Directions for this task –
Scan the entries for the word "match", and copy every line where it appears.

Supplied data –
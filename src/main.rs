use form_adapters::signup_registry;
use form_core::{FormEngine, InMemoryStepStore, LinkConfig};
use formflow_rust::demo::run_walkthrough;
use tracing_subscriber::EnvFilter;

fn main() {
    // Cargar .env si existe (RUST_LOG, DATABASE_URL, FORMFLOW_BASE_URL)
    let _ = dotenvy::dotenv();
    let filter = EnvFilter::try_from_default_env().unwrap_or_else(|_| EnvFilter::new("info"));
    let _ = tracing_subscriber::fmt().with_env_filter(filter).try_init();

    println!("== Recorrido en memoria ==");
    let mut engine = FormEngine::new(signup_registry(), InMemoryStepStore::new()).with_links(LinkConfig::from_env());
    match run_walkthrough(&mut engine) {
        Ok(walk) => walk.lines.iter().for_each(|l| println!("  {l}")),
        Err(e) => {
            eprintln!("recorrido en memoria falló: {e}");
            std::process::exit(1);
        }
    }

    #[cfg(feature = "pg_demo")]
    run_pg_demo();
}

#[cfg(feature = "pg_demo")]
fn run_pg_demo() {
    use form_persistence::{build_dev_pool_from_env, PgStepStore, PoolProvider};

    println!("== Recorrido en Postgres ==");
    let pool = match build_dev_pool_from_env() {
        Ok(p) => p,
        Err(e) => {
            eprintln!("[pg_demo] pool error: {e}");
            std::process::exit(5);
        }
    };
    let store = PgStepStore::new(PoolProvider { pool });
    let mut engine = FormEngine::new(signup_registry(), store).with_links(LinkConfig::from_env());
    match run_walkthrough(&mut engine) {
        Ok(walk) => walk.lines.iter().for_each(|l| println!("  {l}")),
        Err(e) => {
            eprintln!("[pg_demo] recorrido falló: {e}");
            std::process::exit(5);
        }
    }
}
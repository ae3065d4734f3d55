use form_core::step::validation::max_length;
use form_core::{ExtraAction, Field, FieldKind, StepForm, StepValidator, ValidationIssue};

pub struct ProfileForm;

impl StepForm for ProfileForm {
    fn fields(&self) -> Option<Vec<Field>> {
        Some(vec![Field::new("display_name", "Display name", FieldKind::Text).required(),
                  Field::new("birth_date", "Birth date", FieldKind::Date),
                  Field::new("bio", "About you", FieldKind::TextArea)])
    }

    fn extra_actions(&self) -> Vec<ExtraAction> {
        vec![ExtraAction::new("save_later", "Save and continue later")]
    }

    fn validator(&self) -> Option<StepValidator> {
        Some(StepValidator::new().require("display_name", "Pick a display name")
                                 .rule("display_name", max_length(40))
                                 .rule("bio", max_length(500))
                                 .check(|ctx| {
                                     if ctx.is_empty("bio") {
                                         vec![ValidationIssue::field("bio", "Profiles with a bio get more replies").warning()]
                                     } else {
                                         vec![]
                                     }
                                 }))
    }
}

* * *

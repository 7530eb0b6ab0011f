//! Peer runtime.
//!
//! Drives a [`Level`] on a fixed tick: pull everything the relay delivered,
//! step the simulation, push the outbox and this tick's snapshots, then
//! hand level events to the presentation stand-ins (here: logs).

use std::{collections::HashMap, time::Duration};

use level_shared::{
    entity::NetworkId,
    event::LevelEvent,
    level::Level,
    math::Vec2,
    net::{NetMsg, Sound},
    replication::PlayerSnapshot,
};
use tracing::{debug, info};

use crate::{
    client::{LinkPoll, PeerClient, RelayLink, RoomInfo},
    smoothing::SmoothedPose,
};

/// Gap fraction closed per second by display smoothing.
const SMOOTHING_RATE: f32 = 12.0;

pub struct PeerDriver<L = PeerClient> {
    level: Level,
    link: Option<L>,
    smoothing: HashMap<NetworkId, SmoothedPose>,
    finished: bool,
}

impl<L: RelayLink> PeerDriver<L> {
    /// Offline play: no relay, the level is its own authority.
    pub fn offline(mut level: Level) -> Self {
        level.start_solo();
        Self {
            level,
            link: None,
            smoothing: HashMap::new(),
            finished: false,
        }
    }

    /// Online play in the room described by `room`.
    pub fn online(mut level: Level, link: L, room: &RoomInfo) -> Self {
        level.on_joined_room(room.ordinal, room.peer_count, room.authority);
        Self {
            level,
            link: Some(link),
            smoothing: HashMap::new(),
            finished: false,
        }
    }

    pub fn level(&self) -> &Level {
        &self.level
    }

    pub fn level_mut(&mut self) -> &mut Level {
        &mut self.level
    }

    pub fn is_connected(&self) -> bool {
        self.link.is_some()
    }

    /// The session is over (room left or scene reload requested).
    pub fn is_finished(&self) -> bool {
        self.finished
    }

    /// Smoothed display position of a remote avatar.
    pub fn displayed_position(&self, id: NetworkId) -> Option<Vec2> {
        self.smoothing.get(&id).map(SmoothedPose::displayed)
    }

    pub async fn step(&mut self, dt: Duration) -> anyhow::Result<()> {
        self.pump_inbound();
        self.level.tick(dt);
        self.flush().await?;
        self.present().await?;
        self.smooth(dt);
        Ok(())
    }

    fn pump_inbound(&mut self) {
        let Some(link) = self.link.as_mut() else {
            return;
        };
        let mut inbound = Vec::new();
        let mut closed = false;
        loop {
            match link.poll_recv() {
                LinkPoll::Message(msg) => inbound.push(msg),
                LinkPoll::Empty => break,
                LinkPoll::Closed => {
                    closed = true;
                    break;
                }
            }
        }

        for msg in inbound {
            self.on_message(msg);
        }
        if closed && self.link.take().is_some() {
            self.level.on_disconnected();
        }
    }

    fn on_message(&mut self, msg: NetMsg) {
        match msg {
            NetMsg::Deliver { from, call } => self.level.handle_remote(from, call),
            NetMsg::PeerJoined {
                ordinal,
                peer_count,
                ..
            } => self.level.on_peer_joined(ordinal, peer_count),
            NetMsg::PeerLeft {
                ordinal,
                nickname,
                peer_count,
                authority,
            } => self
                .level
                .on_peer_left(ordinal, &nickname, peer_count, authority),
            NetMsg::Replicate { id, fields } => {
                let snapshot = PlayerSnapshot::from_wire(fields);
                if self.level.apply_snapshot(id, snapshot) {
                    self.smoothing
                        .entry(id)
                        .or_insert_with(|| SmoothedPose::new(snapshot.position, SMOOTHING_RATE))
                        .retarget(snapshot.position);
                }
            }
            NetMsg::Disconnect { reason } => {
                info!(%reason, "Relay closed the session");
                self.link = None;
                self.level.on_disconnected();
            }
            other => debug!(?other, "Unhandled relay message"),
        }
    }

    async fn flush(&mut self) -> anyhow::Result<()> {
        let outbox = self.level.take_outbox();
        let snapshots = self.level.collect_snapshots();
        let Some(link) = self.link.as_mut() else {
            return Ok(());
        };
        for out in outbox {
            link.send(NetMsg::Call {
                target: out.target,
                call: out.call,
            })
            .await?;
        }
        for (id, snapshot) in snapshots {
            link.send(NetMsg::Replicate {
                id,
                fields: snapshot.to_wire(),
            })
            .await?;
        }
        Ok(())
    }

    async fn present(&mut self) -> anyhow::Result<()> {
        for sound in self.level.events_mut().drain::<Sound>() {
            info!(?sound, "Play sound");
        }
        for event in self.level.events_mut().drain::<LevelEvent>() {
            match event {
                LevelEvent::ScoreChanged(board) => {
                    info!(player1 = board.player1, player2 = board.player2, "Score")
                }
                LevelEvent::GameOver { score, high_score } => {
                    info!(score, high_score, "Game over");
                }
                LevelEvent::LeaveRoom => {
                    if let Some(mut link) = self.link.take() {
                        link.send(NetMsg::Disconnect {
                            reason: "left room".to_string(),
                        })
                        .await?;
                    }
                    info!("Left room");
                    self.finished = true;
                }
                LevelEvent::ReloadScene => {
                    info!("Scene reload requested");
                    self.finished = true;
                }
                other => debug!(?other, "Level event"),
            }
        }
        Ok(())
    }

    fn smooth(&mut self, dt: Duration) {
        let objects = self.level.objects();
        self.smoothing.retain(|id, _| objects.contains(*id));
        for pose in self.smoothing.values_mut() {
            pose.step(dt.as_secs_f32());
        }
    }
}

...

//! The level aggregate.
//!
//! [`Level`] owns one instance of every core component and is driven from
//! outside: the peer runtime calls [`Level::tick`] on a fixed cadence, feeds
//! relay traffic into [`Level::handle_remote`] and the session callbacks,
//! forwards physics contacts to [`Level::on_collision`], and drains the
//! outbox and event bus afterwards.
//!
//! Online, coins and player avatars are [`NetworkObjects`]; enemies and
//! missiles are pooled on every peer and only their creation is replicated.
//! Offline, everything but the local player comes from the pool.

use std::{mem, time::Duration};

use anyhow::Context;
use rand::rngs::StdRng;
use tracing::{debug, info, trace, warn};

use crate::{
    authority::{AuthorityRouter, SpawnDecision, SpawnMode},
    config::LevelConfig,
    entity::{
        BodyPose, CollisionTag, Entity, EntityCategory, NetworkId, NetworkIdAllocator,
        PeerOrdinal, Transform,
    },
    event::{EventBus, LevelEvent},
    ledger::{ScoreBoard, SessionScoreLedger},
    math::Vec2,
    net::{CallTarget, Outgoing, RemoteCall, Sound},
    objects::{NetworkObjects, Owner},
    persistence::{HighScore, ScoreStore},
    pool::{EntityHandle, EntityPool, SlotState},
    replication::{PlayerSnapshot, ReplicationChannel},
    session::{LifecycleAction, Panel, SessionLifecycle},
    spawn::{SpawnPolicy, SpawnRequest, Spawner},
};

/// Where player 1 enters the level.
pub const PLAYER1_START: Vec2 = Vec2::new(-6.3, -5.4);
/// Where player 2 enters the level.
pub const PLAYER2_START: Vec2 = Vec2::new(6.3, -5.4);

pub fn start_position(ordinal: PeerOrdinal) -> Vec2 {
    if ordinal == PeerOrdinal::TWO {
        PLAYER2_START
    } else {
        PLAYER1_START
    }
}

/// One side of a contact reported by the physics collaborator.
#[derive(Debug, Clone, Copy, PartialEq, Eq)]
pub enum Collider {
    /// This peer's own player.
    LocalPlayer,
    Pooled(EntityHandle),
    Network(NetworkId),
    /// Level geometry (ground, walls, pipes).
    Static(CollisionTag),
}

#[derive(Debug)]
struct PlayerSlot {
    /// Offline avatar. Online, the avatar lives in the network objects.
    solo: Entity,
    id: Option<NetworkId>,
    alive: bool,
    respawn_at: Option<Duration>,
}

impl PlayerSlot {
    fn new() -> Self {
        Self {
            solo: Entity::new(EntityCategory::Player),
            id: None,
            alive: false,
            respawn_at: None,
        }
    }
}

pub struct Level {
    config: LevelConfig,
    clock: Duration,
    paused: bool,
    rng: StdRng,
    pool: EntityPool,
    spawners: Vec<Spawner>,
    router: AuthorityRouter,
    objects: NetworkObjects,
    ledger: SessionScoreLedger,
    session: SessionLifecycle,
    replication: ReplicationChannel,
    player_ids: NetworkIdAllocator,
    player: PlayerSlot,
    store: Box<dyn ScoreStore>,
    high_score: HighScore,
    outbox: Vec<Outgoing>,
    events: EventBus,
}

Response –
    match run_walkthrough(&mut engine) {
    let pool = match build_dev_pool_from_env() {
    match run_walkthrough(&mut engine) {
            match link.poll_recv() {
        match msg {
            match event {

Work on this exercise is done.